Alors, cela met fin à cette période de questions et de réponses orales. Je vous invite à demeurer en place pour la tenue des votes reportés. Et, pour ce faire, je vais céder la place à la première vice-présidente, qui devrait apparaître sous peu. Tadam!
...
Alors... Alors, elle n'apparaît pas...
...
Elle apparaît! Je vous remercie, tout le monde, pour votre attention. Madame, le fauteuil est chaud. Bonne journée, tout le monde.
Votes reportés
Donc, nous sommes à la rubrique des votes reportés.
Motion proposant que l'Assemblée dénonce le mauvais bilan du gouvernement pour la région du Saguenay—Lac-Saint-Jean après deux mandats au pouvoir
Comme annoncé précédemment, nous allons maintenant procéder au vote reporté sur la motion de M. le député de Matane-Matapédia débattue hier aux affaires inscrites par les députés de l'opposition, qui se lit comme suit : «Que l'Assemblée nationale dénonce le mauvais bilan du gouvernement caquiste pour la région du Saguenay—Lac-Saint-Jean après deux mandats au pouvoir.» Le vote est maintenant ouvert. Le vote est maintenant terminé. M. le secrétaire général, pour le résultat du vote.
Pour : 33 Contre : 67 Abstentions : 2
Donc, la motion est rejetée.
Adoption du principe du projet de loi n° 9
Nous allons maintenant procéder au vote reporté sur la motion de M. le ministre responsable de la Laïcité proposant que le principe du projet de loi n° 9, loi renforçant la laïcité au Québec, soit adopté. Le vote est maintenant ouvert. Le vote est maintenant terminé. M. le secrétaire général, pour le résultat.
Pour : 72 Contre : 29 Abstentions : 0
Donc, la motion est adoptée. En conséquence, le principe du projet de loi n° 9, Loi sur le renforcement de la laïcité au Québec, est adopté. Mme le leader du gouvernement.
Renvoi à la Commission des relations avec les citoyens
Merci, Mme la Présidente. Donc, conformément à l'article 243 de notre règlement, je fais motion afin que le projet de loi n° 9, Loi sur le renforcement de la laïcité au Québec, soit déféré à la Commission des relations avec les citoyens pour son étude détaillée et que le ministre responsable de la Laïcité soit membre de ladite commission pour la durée du mandat.
Mise aux voix
Cette motion est-elle adoptée?
Adopté.
Motion adoptée.
Motions sans préavis
Maintenant, nous poursuivons à la rubrique Motions sans préavis. En fonction de nos règles et de l'ordre de présentation des motions sans préavis, je reconnais maintenant un membre du groupe formant l'opposition officielle. M. le chef de l'opposition officielle, à vous la parole.

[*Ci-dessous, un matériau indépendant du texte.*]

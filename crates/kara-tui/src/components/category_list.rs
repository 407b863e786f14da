//! CategoryList component — left pane with the six browse categories plus
//! a random-pick row.

use kara_core::index::Category;
use ratatui::crossterm::event::{
    KeyCode, KeyEvent, KeyEventKind, MouseEvent, MouseEventKind,
};
use ratatui::{
    layout::Rect,
    style::{Modifier, Style},
    text::{Line, Span},
    widgets::{Borders, List, ListItem, ListState},
    Frame,
};

use crate::{
    action::{Action, ComponentId},
    app_state::AppState,
    component::Component,
    theme::{C_MUTED, C_PRIMARY, C_SECONDARY, C_SELECTION_BG},
    widgets::{pane_chrome::pane_chrome_borders, scrollable_list::ScrollableList},
};

/// One row in the category pane.
#[derive(Debug, Clone, Copy, PartialEq, Eq)]
enum Row {
    Category(Category),
    Random,
}

impl Row {
    const ALL: [Row; 7] = [
        Row::Category(Category::ArtistFirst),
        Row::Category(Category::ArtistLast),
        Row::Category(Category::Decade),
        Row::Category(Category::Genre),
        Row::Category(Category::Mood),
        Row::Category(Category::Title),
        Row::Random,
    ];

    fn label(self) -> &'static str {
        match self {
            Row::Category(Category::ArtistFirst) => "artist (first name)",
            Row::Category(Category::ArtistLast) => "artist (last name)",
            Row::Category(Category::Decade) => "decade",
            Row::Category(Category::Genre) => "genre",
            Row::Category(Category::Mood) => "mood",
            Row::Category(Category::Title) => "title",
            Row::Random => "random pick",
        }
    }

    fn activate(self) -> Action {
        match self {
            Row::Category(cat) => Action::Browse(cat),
            Row::Random => Action::Random,
        }
    }
}

pub struct CategoryList {
    list: ScrollableList<Row>,
    list_state: ListState,
    pub borders: Borders,
}

impl CategoryList {
    pub fn new() -> Self {
        let mut list = ScrollableList::new();
        list.set_items(Row::ALL.to_vec());
        Self {
            list,
            list_state: ListState::default(),
            borders: Borders::ALL,
        }
    }
}

impl Component for CategoryList {
    fn id(&self) -> ComponentId {
        ComponentId::CategoryList
    }

    fn handle_key(&mut self, key: KeyEvent, _state: &AppState) -> Vec<Action> {
        if key.kind == KeyEventKind::Release {
            return vec![];
        }
        match key.code {
            KeyCode::Up | KeyCode::Char('k') => self.list.select_up(1),
            KeyCode::Down | KeyCode::Char('j') => self.list.select_down(1),
            KeyCode::Home | KeyCode::Char('g') => self.list.select_first(),
            KeyCode::End | KeyCode::Char('G') => self.list.select_last(),
            KeyCode::Enter => {
                if let Some(row) = self.list.selected_item() {
                    return vec![row.activate()];
                }
            }
            _ => {}
        }
        vec![]
    }

    fn handle_mouse(&mut self, event: MouseEvent, area: Rect, _state: &AppState) -> Vec<Action> {
        let rel_row = event.row.saturating_sub(area.y + 1) as usize;
        match event.kind {
            MouseEventKind::ScrollUp => self.list.select_up(1),
            MouseEventKind::ScrollDown => self.list.select_down(1),
            MouseEventKind::Down(ratatui::crossterm::event::MouseButton::Left) => {
                // Click selects; a second click on the same row activates.
                let was = self.list.selected;
                if self.list.handle_click(rel_row) && was == self.list.selected {
                    if let Some(row) = self.list.selected_item() {
                        return vec![row.activate()];
                    }
                }
            }
            _ => {}
        }
        vec![]
    }

    fn on_action(&mut self, _action: &Action, _state: &AppState) -> Vec<Action> {
        vec![]
    }

    fn draw(&mut self, frame: &mut Frame, area: Rect, focused: bool, state: &AppState) {
        let block = pane_chrome_borders("categories", Some('1'), focused, None, self.borders);
        let inner = block.inner(area);
        frame.render_widget(block, area);

        let content_h = inner.height as usize;
        self.list.ensure_visible(content_h);
        let sel_in_view = self.list.selected_in_view(content_h);

        let items: Vec<ListItem> = self
            .list
            .visible_items(content_h)
            .iter()
            .enumerate()
            .map(|(view_row, (_, row))| {
                let is_selected = view_row == sel_in_view;
                let name_style = if is_selected {
                    Style::default().fg(C_PRIMARY).add_modifier(Modifier::BOLD)
                } else {
                    Style::default().fg(C_SECONDARY)
                };
                let count = match row {
                    Row::Category(cat) => {
                        format!("{:>5}", state.library.category(*cat).entries.len())
                    }
                    Row::Random => format!("{:>5}", "?"),
                };

                let line = Line::from(vec![
                    Span::raw(" "),
                    Span::styled(format!("{:<22}", row.label()), name_style),
                    Span::styled(count, Style::default().fg(C_MUTED)),
                ]);
                let item_bg = if is_selected {
                    Style::default().bg(C_SELECTION_BG)
                } else {
                    Style::default()
                };
                ListItem::new(line).style(item_bg)
            })
            .collect();

        let list = List::new(items)
            .highlight_style(Style::default())
            .highlight_symbol("");
        self.list_state.select(Some(sel_in_view));
        frame.render_stateful_widget(list, inner, &mut self.list_state);
    }
}
//! Vault engine for Pearanoid.
//!
//! This crate provides:
//! - The credential data model
//! - Whole-vault encryption on top of `pearanoid-crypto`
//! - The session state machine with idle auto-lock
//! - Client configuration
//!
//! # Architecture
//! The session sits between the front end and a storage provider. Storage
//! only ever sees sealed blobs; plaintext exists solely inside an unlocked
//! session.

pub mod config;
pub mod engine;
pub mod idle;
pub mod model;
pub mod session;

pub use config::{ClientConfig, SessionConfig};
pub use engine::CryptoEngine;
pub use model::{sections_of, CredentialEntry, EntryFields, EntryUpdate, Vault, VAULT_VERSION};
pub use session::{LockReason, LockStatus, SessionSnapshot, VaultSession};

Exprimer la solidarité de l'Assemblée envers les familles des victimes de la fusillade de Tumbler Ridge
Mme la Présidente, je sollicite le consentement de cette Assemblée afin de présenter la motion suivante conjointement avec le premier ministre, la cheffe du deuxième groupe d'opposition, le chef du troisième groupe d'opposition, le député de Saint-Jérôme, le député d'Abitibi-Est, la députée de Rimouski, la députée de Laporte, le député de Rosemont, la députée de Saint-Laurent et la députée de Chomedey : «Que l'Assemblée nationale témoigne de son effroi et de sa tristesse devant la nouvelle de la fusillade mortelle s'étant déroulée dans une école secondaire de Tumbler Ridge, en Colombie-Britannique, faisant plusieurs morts et des dizaines de blessés; «Qu'elle exprime sa solidarité envers les familles des victimes et envers nos compatriotes de la Colombie-Britannique en ces moments de douleur et de chagrin; «Qu'enfin, elle observe une minute de silence en mémoire des victimes.»
Merci. Est-ce qu'il y a consentement pour débattre de cette motion? Mme la leader du gouvernement.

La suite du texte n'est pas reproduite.